Collected data:
# # # # #

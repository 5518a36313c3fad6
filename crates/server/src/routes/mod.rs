//! HTTP route handlers for the marketplace API.
//!
//! # Route Structure
//!
//! ```text
//! GET  /health                      - Liveness check
//! GET  /health/ready                - Readiness check (database ping)
//!
//! # Locations
//! GET  /api/locations/locate        - Viewer's resolved location
//! POST /api/locations/set-location  - Pin the viewer to a chosen city
//! GET  /api/locations/cities        - Serviceable cities (?state=)
//!
//! # Products
//! GET  /api/products                - Public catalog near the viewer
//! GET  /api/products/mine           - Own visible listings (auth)
//! GET  /api/products/mine/hidden    - Own hidden listings (auth)
//! GET  /api/products/{slug}         - Listing detail + discovery rails
//!
//! # Favorites (auth)
//! POST   /api/favorites/{seller_id} - Follow a farm
//! DELETE /api/favorites/{seller_id} - Unfollow a farm
//! ```
//!
//! All `/api` routes sit behind the location middleware, which guarantees
//! a viewer identity extension and a warm location cache entry.

pub mod favorites;
pub mod locations;
pub mod products;

use axum::{
    Router, middleware,
    routing::{get, post},
};

use crate::middleware::resolve_location;
use crate::state::AppState;

/// Create the `/api` router with the location middleware applied.
pub fn api_router(state: AppState) -> Router<AppState> {
    Router::new()
        .route("/locations/locate", get(locations::locate))
        .route("/locations/set-location", post(locations::set_location))
        .route("/locations/cities", get(locations::cities))
        .route("/products", get(products::list_products))
        .route("/products/mine", get(products::my_products))
        .route("/products/mine/hidden", get(products::my_hidden_products))
        .route("/products/{slug}", get(products::product_detail))
        .route(
            "/favorites/{seller_id}",
            post(favorites::add_favorite).delete(favorites::remove_favorite),
        )
        .layer(middleware::from_fn_with_state(state, resolve_location))
}
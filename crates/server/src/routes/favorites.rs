//! Favorite-farm endpoints.
//!
//! Both operations are idempotent; repeating one changes nothing and still
//! succeeds. The effect shows up as the `seller_is_favorite` annotation on
//! catalog rows.

use axum::{
    extract::{Path, State},
    http::StatusCode,
};
use farmstand_core::UserId;

use crate::db::FavoriteRepository;
use crate::error::{AppError, Result};
use crate::models::viewer::RequireUser;
use crate::state::AppState;

/// POST /api/favorites/{seller_id}
pub async fn add_favorite(
    State(state): State<AppState>,
    RequireUser(user): RequireUser,
    Path(seller_id): Path<i32>,
) -> Result<StatusCode> {
    let seller = checked_seller(&state, user, seller_id).await?;

    FavoriteRepository::new(state.pool()).add(user, seller).await?;

    Ok(StatusCode::NO_CONTENT)
}

/// DELETE /api/favorites/{seller_id}
pub async fn remove_favorite(
    State(state): State<AppState>,
    RequireUser(user): RequireUser,
    Path(seller_id): Path<i32>,
) -> Result<StatusCode> {
    let seller = checked_seller(&state, user, seller_id).await?;

    FavoriteRepository::new(state.pool())
        .remove(user, seller)
        .await?;

    Ok(StatusCode::NO_CONTENT)
}

/// Validate the target seller: it must exist and must not be the caller.
async fn checked_seller(state: &AppState, user: UserId, seller_id: i32) -> Result<UserId> {
    let seller = UserId::new(seller_id);

    if seller == user {
        return Err(AppError::BadRequest(
            "cannot favorite your own farm".to_string(),
        ));
    }

    if !FavoriteRepository::new(state.pool())
        .seller_exists(seller)
        .await?
    {
        return Err(AppError::NotFound(format!("seller {seller_id}")));
    }

    Ok(seller)
}
//! Server configuration loaded from environment variables.
//!
//! # Environment Variables
//!
//! ## Required
//! - `FARMSTAND_DATABASE_URL` - `PostgreSQL` connection string (falls back to `DATABASE_URL`)
//! - `FARMSTAND_BASE_URL` - Public URL for the API (drives the Secure cookie flag)
//! - `FARMSTAND_SESSION_SECRET` - Session signing secret (min 32 chars, no placeholders)
//!
//! ## Optional
//! - `FARMSTAND_HOST` - Bind address (default: 127.0.0.1)
//! - `FARMSTAND_PORT` - Listen port (default: 3000)
//! - `GEOIP_DB_PATH` - MaxMind City database file (default: GeoLite2-City.mmdb)
//! - `DEFAULT_CITY_SLUG` - Fallback city when IP resolution fails (default: boston-ma)
//! - `DEFAULT_LOOKUP_RADIUS` - Catalog search radius in miles (default: 20)
//! - `LOCATION_TTL_SECS` - Lifetime of a resolved location; also the viewer
//!   cookie max-age (default: 14 days)
//! - `VIEWER_COOKIE_NAME` - Anonymous viewer id cookie (default: `fs_viewer`)
//! - `COOKIE_DOMAIN` - Domain attribute for the viewer cookie
//! - `SENTRY_DSN` - Sentry error tracking DSN

use std::net::{IpAddr, SocketAddr};
use std::time::Duration;

use secrecy::{ExposeSecret, SecretString};
use thiserror::Error;

const MIN_SESSION_SECRET_LENGTH: usize = 32;

/// Blocklist of common placeholder patterns (case-insensitive)
const PLACEHOLDER_PATTERNS: &[&str] = &[
    "your-",
    "changeme",
    "replace",
    "placeholder",
    "example",
    "secret",
    "password",
    "todo",
    "fixme",
];

/// Configuration errors that can occur during loading.
#[derive(Debug, Error)]
pub enum ConfigError {
    #[error("Missing environment variable: {0}")]
    MissingEnvVar(String),
    #[error("Invalid environment variable {0}: {1}")]
    InvalidEnvVar(String, String),
    #[error("Insecure secret in {0}: {1}")]
    InsecureSecret(String, String),
}

/// Farmstand server configuration.
#[derive(Debug, Clone)]
pub struct ServerConfig {
    /// `PostgreSQL` database connection URL (contains password)
    pub database_url: SecretString,
    /// IP address to bind the server to
    pub host: IpAddr,
    /// Port to listen on
    pub port: u16,
    /// Public base URL for the API
    pub base_url: String,
    /// Session signing secret
    pub session_secret: SecretString,
    /// Location resolution configuration
    pub location: LocationConfig,
    /// Sentry DSN for error tracking
    pub sentry_dsn: Option<String>,
}

/// Location resolution and caching configuration.
#[derive(Debug, Clone)]
pub struct LocationConfig {
    /// Path to the MaxMind City database file
    pub geoip_db_path: String,
    /// Slug of the city substituted when IP resolution fails
    pub default_city_slug: String,
    /// Default catalog search radius in miles
    pub default_lookup_radius: i32,
    /// Lifetime of a cached resolved location; also the viewer cookie max-age
    pub ttl: Duration,
    /// Name of the anonymous viewer id cookie
    pub viewer_cookie_name: String,
    /// Domain attribute for the viewer cookie
    pub cookie_domain: Option<String>,
}

impl ServerConfig {
    /// Load configuration from environment variables.
    ///
    /// Calls `dotenvy::dotenv()` to load from `.env` file if present.
    ///
    /// # Errors
    ///
    /// Returns `ConfigError` if required variables are missing, invalid, or
    /// if the session secret fails validation.
    pub fn from_env() -> Result<Self, ConfigError> {
        // Load .env file if present (ignore errors if not found)
        let _ = dotenvy::dotenv();

        let database_url = get_database_url("FARMSTAND_DATABASE_URL")?;
        let host = get_env_or_default("FARMSTAND_HOST", "127.0.0.1")
            .parse::<IpAddr>()
            .map_err(|e| ConfigError::InvalidEnvVar("FARMSTAND_HOST".to_string(), e.to_string()))?;
        let port = get_env_or_default("FARMSTAND_PORT", "3000")
            .parse::<u16>()
            .map_err(|e| ConfigError::InvalidEnvVar("FARMSTAND_PORT".to_string(), e.to_string()))?;
        let base_url = get_required_env("FARMSTAND_BASE_URL")?;
        let session_secret = get_required_secret("FARMSTAND_SESSION_SECRET")?;
        validate_session_secret(&session_secret, "FARMSTAND_SESSION_SECRET")?;

        let location = LocationConfig::from_env()?;
        let sentry_dsn = get_optional_env("SENTRY_DSN");

        Ok(Self {
            database_url,
            host,
            port,
            base_url,
            session_secret,
            location,
            sentry_dsn,
        })
    }

    /// Returns the socket address for binding the server.
    #[must_use]
    pub const fn socket_addr(&self) -> SocketAddr {
        SocketAddr::new(self.host, self.port)
    }

    /// Whether the deployment serves HTTPS (drives Secure cookie flags).
    #[must_use]
    pub fn is_secure(&self) -> bool {
        self.base_url.starts_with("https://")
    }
}

impl LocationConfig {
    fn from_env() -> Result<Self, ConfigError> {
        let default_lookup_radius = get_env_or_default("DEFAULT_LOOKUP_RADIUS", "20")
            .parse::<i32>()
            .map_err(|e| {
                ConfigError::InvalidEnvVar("DEFAULT_LOOKUP_RADIUS".to_string(), e.to_string())
            })?;

        // One knob for both the cache entry TTL and the viewer cookie
        // max-age, so the two cannot drift apart.
        let ttl_secs = get_env_or_default("LOCATION_TTL_SECS", "1209600")
            .parse::<u64>()
            .map_err(|e| {
                ConfigError::InvalidEnvVar("LOCATION_TTL_SECS".to_string(), e.to_string())
            })?;

        Ok(Self {
            geoip_db_path: get_env_or_default("GEOIP_DB_PATH", "GeoLite2-City.mmdb"),
            default_city_slug: get_env_or_default("DEFAULT_CITY_SLUG", "boston-ma"),
            default_lookup_radius,
            ttl: Duration::from_secs(ttl_secs),
            viewer_cookie_name: get_env_or_default("VIEWER_COOKIE_NAME", "fs_viewer"),
            cookie_domain: get_optional_env("COOKIE_DOMAIN"),
        })
    }
}

// =============================================================================
// Helper Functions
// =============================================================================

/// Get a required environment variable.
fn get_required_env(key: &str) -> Result<String, ConfigError> {
    std::env::var(key).map_err(|_| ConfigError::MissingEnvVar(key.to_string()))
}

/// Get a required environment variable as a secret.
fn get_required_secret(key: &str) -> Result<SecretString, ConfigError> {
    let value = get_required_env(key)?;
    Ok(SecretString::from(value))
}

/// Get database URL with fallback to generic `DATABASE_URL`.
fn get_database_url(primary_key: &str) -> Result<SecretString, ConfigError> {
    if let Ok(value) = std::env::var(primary_key) {
        return Ok(SecretString::from(value));
    }
    if let Ok(value) = std::env::var("DATABASE_URL") {
        return Ok(SecretString::from(value));
    }
    Err(ConfigError::MissingEnvVar(primary_key.to_string()))
}

/// Get an optional environment variable.
fn get_optional_env(key: &str) -> Option<String> {
    std::env::var(key).ok()
}

/// Get an environment variable with a default value.
fn get_env_or_default(key: &str, default: &str) -> String {
    std::env::var(key).unwrap_or_else(|_| default.to_string())
}

/// Validate that a session secret meets minimum requirements.
fn validate_session_secret(secret: &SecretString, var_name: &str) -> Result<(), ConfigError> {
    let value = secret.expose_secret();
    if value.len() < MIN_SESSION_SECRET_LENGTH {
        return Err(ConfigError::InsecureSecret(
            var_name.to_string(),
            format!(
                "must be at least {} characters (got {})",
                MIN_SESSION_SECRET_LENGTH,
                value.len()
            ),
        ));
    }

    let lower = value.to_lowercase();
    for pattern in PLACEHOLDER_PATTERNS {
        if lower.contains(pattern) {
            return Err(ConfigError::InsecureSecret(
                var_name.to_string(),
                format!("appears to be a placeholder (contains '{pattern}')"),
            ));
        }
    }

    Ok(())
}

#[cfg(test)]
#[allow(clippy::unwrap_used)]
mod tests {
    use super::*;

    fn test_config() -> ServerConfig {
        ServerConfig {
            database_url: SecretString::from("postgres://localhost/test"),
            host: "127.0.0.1".parse().unwrap(),
            port: 3000,
            base_url: "http://localhost:3000".to_string(),
            session_secret: SecretString::from("x".repeat(32)),
            location: LocationConfig {
                geoip_db_path: "GeoLite2-City.mmdb".to_string(),
                default_city_slug: "boston-ma".to_string(),
                default_lookup_radius: 20,
                ttl: Duration::from_secs(1_209_600),
                viewer_cookie_name: "fs_viewer".to_string(),
                cookie_domain: None,
            },
            sentry_dsn: None,
        }
    }

    #[test]
    fn test_validate_session_secret_too_short() {
        let secret = SecretString::from("short");
        assert!(validate_session_secret(&secret, "TEST_SESSION").is_err());
    }

    #[test]
    fn test_validate_session_secret_placeholder() {
        let secret = SecretString::from("changeme-changeme-changeme-changeme");
        let err = validate_session_secret(&secret, "TEST_SESSION").unwrap_err();
        assert!(matches!(err, ConfigError::InsecureSecret(_, _)));
    }

    #[test]
    fn test_validate_session_secret_valid() {
        let secret = SecretString::from("qN8rT2vXmW4kJ7bL0pZ5aY3hG6cF9dE1");
        assert!(validate_session_secret(&secret, "TEST_SESSION").is_ok());
    }

    #[test]
    fn test_socket_addr() {
        let config = test_config();
        let addr = config.socket_addr();
        assert_eq!(addr.ip().to_string(), "127.0.0.1");
        assert_eq!(addr.port(), 3000);
    }

    #[test]
    fn test_is_secure() {
        let mut config = test_config();
        assert!(!config.is_secure());
        config.base_url = "https://farmstand.example".to_string();
        assert!(config.is_secure());
    }
}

# # # # #

## REQUIRED ACTION
Examine the data above and state how many of its lines contain the word "FavoriteRepository", with no further remarks.

## OUTPUT OF THE EXERCISE
4